È quello che sta sperimentando l’Associazione Nuove Ri-Generazioni di Treviso: tentare, con il coinvolgimento del Comune, la rigenerazione di uno di quegli stabili per creare una cohousing o social housing destinata principalmente ad anziani e giovani coppie. Si tratterebbe, in sostanza, di rimodulare le volumetrie abitative e soprattutto dotare il nuovo stabile dei servizi e degli spazi sociali necessari: portierato attivo, sicurezza, prima assistenza alle persone e agli impianti, spazi verdi, orti, ecc.

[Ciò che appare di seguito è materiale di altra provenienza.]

//! A library for polling NPK soil sensors over Modbus RTU and driving
//! climate actuators from their readings.
//!
//! The crate is layered bottom-up:
//!
//! 1.  **Links**: [`link::RtuLink`] speaks RTU framing over a serial port and
//!     switches an RS-485 transceiver direction pin around each request.
//!     [`tokio_sync::ModbusLink`] uses a `tokio-modbus` synchronous context
//!     instead (auto-direction adapters or Modbus TCP gateways).
//! 2.  **Decoding**: [`codec`] validates response frames and
//!     [`protocol::RegisterLayout`] maps register blocks to named values.
//! 3.  **Calibration**: [`calibration::Calibration`] applies per-device linear
//!     corrections.
//! 4.  **Acquisition**: [`acquisition::SensorService`] serializes bus access,
//!     retries failed transactions and returns one [`acquisition::Reading`]
//!     per device.
//! 5.  **Control**: [`control`] hysteresis controllers and the
//!     [`automation::Automation`] that hands their decisions to an
//!     [`automation::ActuatorGateway`].
//!
//! ## Quick Start
//!
//! ```no_run
//! use soilmon_lib::{
//!     acquisition::SensorService,
//!     calibration::Calibration,
//!     link::{LinkSettings, RtuLink},
//!     protocol::{Address, RegisterLayout},
//! };
//!
//! fn main() -> Result<(), Box<dyn std::error::Error>> {
//!     let mut settings = LinkSettings::new("/dev/ttyAMA0");
//!     settings.direction_pin = Some(24);
//!     let link = RtuLink::open(&settings)?;
//!     let service = SensorService::new(link, RegisterLayout::npk_soil(), Calibration::Disabled);
//!
//!     let reading = service.read_device(Address::try_from(1)?);
//!     println!("{reading}");
//!
//!     Ok(())
//! }
//! ```

pub mod acquisition;
pub mod automation;
pub mod calibration;
pub mod codec;
mod error;
pub mod control;
pub mod gpio;
pub mod health;
pub mod link;
pub mod protocol;

pub use error::{Error, Result};

#[cfg_attr(docsrs, doc(cfg(any(feature = "rtu", feature = "tokio-rtu-sync"))))]
#[cfg(any(feature = "rtu", feature = "tokio-rtu-sync"))]
pub mod tokio_common;

#[cfg_attr(
    docsrs,
    doc(cfg(any(feature = "tokio-rtu-sync", feature = "tokio-tcp-sync")))
)]
#[cfg(any(feature = "tokio-rtu-sync", feature = "tokio-tcp-sync"))]
pub mod tokio_sync;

Per realizzare questa riconversione non solo architettonica ma funzionale, sembra sia possibile impiegare le risorse previste dal PNRR. Potrebbe essere, questa sì, un colossale progetto di rinnovamento della qualità dell’abitare.
La rigenerazione non è, infatti, semplice riqualificazione, tantomeno il solo restauro degli stabili. È riorganizzazione della città (delle sue strutture e dei suoi servizi) per corrispondere meglio ai bisogni dei cittadini. Si continua a parlare di mancanza di abitazioni e di nuovo fabbisogno edilizio. Difficile immaginare che questo sia vero con le dinamiche demografiche in atto, lo spopolamento in corso in gran parte del Paese e la crescita del numero delle persone anziane in corso da anni. È la qualità dell’abitare nel proprio condominio e nel proprio quartiere che va riconsiderata avviando una riconversione degli spazi senza ulteriore consumo di suolo. E favorendo una riconversione dell’industria edilizia verso nuove tipologie abitative, l’impiego di nuovi materiali l’utilizzo di tecnologie innovative.